TASK GOAL:
Look through the material below. Copy each line that contains the string "UserRecord".

:: INPUT MATERIAL ::

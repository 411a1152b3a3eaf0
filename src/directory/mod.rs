pub mod http;

use std::collections::HashMap;
use std::path::Path;
use std::sync::Arc;

use async_trait::async_trait;
use serde::Deserialize;

use crate::classroom::{Identity, JoinRequest, Role};
use crate::config::DirectoryConfig;
use crate::error::{ClassroomError, Result};

pub use http::HttpUserDirectory;

/// Resolves the identity a connection claims when joining.
#[async_trait]
pub trait UserDirectory: Send + Sync + 'static {
    async fn resolve_user(&self, request: &JoinRequest) -> Result<Identity>;
}

/// Build the directory selected by configuration.
pub fn from_config(config: &DirectoryConfig) -> Result<Arc<dyn UserDirectory>> {
    match config {
        DirectoryConfig::Open => {
            tracing::warn!("No user directory configured, trusting roles claimed at join");
            Ok(Arc::new(OpenUserDirectory))
        }
        DirectoryConfig::File(path) => Ok(Arc::new(StaticUserDirectory::from_file(path)?)),
        DirectoryConfig::Http {
            base_url,
            timeout_secs,
        } => Ok(Arc::new(HttpUserDirectory::new(base_url, *timeout_secs)?)),
    }
}

fn required_username(request: &JoinRequest) -> Result<&str> {
    let username = request.username.trim();
    if username.is_empty() {
        return Err(ClassroomError::UsernameRequired);
    }
    Ok(username)
}

/// Accepts every username and takes the claimed role at face value.
#[derive(Debug, Default, Clone)]
pub struct OpenUserDirectory;

#[async_trait]
impl UserDirectory for OpenUserDirectory {
    async fn resolve_user(&self, request: &JoinRequest) -> Result<Identity> {
        let username = required_username(request)?;
        let display_name = request
            .display_name
            .as_deref()
            .map(str::trim)
            .filter(|name| !name.is_empty())
            .unwrap_or(username);

        Ok(Identity {
            username: username.to_string(),
            display_name: display_name.to_string(),
            role: request.role.unwrap_or_default(),
        })
    }
}

/// One entry of a user directory file or response body.
#[derive(Debug, Clone, Deserialize)]
#[serde(rename_all = "camelCase")]
pub struct UserRecord {
    pub username: String,
    #[serde(alias = "fullName")]
    pub display_name: Option<String>,
    #[serde(default)]
    pub role: Role,
}

impl UserRecord {
    pub fn into_identity(self) -> Identity {
        let display_name = self
            .display_name
            .filter(|name| !name.trim().is_empty())
            .unwrap_or_else(|| self.username.clone());

        Identity {
            username: self.username,
            display_name,
            role: self.role,
        }
    }
}

/// Fixed roster loaded once at startup. Roles come from the roster, never
/// from the join payload.
#[derive(Debug, Default, Clone)]
pub struct StaticUserDirectory {
    users: HashMap<String, UserRecord>,
}

impl StaticUserDirectory {
    pub fn new(records: Vec<UserRecord>) -> Self {
        let users = records
            .into_iter()
            .map(|record| (record.username.clone(), record))
            .collect();
        Self { users }
    }

    pub fn from_file(path: &Path) -> Result<Self> {
        let contents = std::fs::read_to_string(path).map_err(|e| {
            ClassroomError::InvalidConfiguration(format!(
                "Failed to read user directory {}: {}",
                path.display(),
                e
            ))
        })?;
        let directory = Self::from_json(&contents)?;

        tracing::info!(
            path = %path.display(),
            users = directory.len(),
            "Loaded user directory"
        );

        Ok(directory)
    }

    pub fn from_json(contents: &str) -> Result<Self> {
        let records: Vec<UserRecord> = serde_json::from_str(contents).map_err(|e| {
            ClassroomError::InvalidConfiguration(format!("Malformed user directory: {}", e))
        })?;
        Ok(Self::new(records))
    }

    pub fn len(&self) -> usize {
        self.users.len()
    }

    pub fn is_empty(&self) -> bool {
        self.users.is_empty()
    }
}

#[async_trait]
impl UserDirectory for StaticUserDirectory {
    async fn resolve_user(&self, request: &JoinRequest) -> Result<Identity> {
        let username = required_username(request)?;
        self.users
            .get(username)
            .cloned()
            .map(UserRecord::into_identity)
            .ok_or_else(|| ClassroomError::UserNotFound(username.to_string()))
    }
}
pub mod routes;
pub mod websocket;

pub use routes::routes;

:::

OUTPUT:
pub struct UserRecord {
impl UserRecord {
    users: HashMap<String, UserRecord>,
    pub fn new(records: Vec<UserRecord>) -> Self {
        let records: Vec<UserRecord> = serde_json::from_str(contents).map_err(|e| {
            .map(UserRecord::into_identity)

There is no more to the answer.